• [Task details]: Repeat the records word for word.

=-=-=

//! Logging initialization using the `tracing` ecosystem.
//!
//! Provides:
//! - Console output (colored, human-readable, or JSON lines)
//! - File output (daily rotation via `tracing-appender`)
//! - Configurable log level via env var `RUST_LOG` or explicit parameter

use tracing_subscriber::{EnvFilter, fmt, layer::SubscriberExt, util::SubscriberInitExt};

/// Output format for the console layer.
#[derive(Debug, Clone, Copy, PartialEq, Eq, Default)]
pub enum LogFormat {
    #[default]
    Pretty,
    Json,
}

/// Initialize the global tracing subscriber.
///
/// Call once at program start. Subsequent calls are ignored (the global
/// subscriber can only be installed once), which keeps tests that share a
/// process from panicking.
///
/// # Parameters
///
/// - `log_level`: default level if `RUST_LOG` is not set (e.g. `"info"`)
/// - `log_dir`: optional directory for daily-rotating log files
/// - `module_name`: log file prefix (e.g. `"fm-runner"`)
/// - `format`: console line format
pub fn init_logging(log_level: &str, log_dir: Option<&str>, module_name: &str, format: LogFormat) {
    let env_filter =
        EnvFilter::try_from_default_env().unwrap_or_else(|_| EnvFilter::new(log_level));

    let file_layer = log_dir.map(|dir| {
        let file_appender = tracing_appender::rolling::daily(dir, module_name);
        fmt::layer().with_writer(file_appender).with_ansi(false).with_target(true)
    });

    let registry = tracing_subscriber::registry().with(env_filter).with(file_layer);

    let result = match format {
        LogFormat::Pretty => registry
            .with(fmt::layer().with_target(true).with_ansi(true))
            .try_init(),
        LogFormat::Json => registry
            .with(fmt::layer().json().with_target(true))
            .try_init(),
    };

    if let Err(e) = result {
        tracing::debug!("logging already initialized: {e}");
    }
}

=-=-=

• [Answer for this exercise]:
//! Logging initialization using the `tracing` ecosystem.
//!
//! Provides:
//! - Console output (colored, human-readable, or JSON lines)
//! - File output (daily rotation via `tracing-appender`)
//! - Configurable log level via env var `RUST_LOG` or explicit parameter

use tracing_subscriber::{EnvFilter, fmt, layer::SubscriberExt, util::SubscriberInitExt};

/// Output format for the console layer.
#[derive(Debug, Clone, Copy, PartialEq, Eq, Default)]
pub enum LogFormat {
    #[default]
    Pretty,
    Json,
}

/// Initialize the global tracing subscriber.
///
/// Call once at program start. Subsequent calls are ignored (the global
/// subscriber can only be installed once), which keeps tests that share a
/// process from panicking.
///
/// # Parameters
///
/// - `log_level`: default level if `RUST_LOG` is not set (e.g. `"info"`)
/// - `log_dir`: optional directory for daily-rotating log files
/// - `module_name`: log file prefix (e.g. `"fm-runner"`)
/// - `format`: console line format
pub fn init_logging(log_level: &str, log_dir: Option<&str>, module_name: &str, format: LogFormat) {
    let env_filter =
        EnvFilter::try_from_default_env().unwrap_or_else(|_| EnvFilter::new(log_level));

    let file_layer = log_dir.map(|dir| {
        let file_appender = tracing_appender::rolling::daily(dir, module_name);
        fmt::layer().with_writer(file_appender).with_ansi(false).with_target(true)
    });

    let registry = tracing_subscriber::registry().with(env_filter).with(file_layer);

    let result = match format {
        LogFormat::Pretty => registry
            .with(fmt::layer().with_target(true).with_ansi(true))
            .try_init(),
        LogFormat::Json => registry
            .with(fmt::layer().json().with_target(true))
            .try_init(),
    };

    if let Err(e) = result {
        tracing::debug!("logging already initialized: {e}");
    }
}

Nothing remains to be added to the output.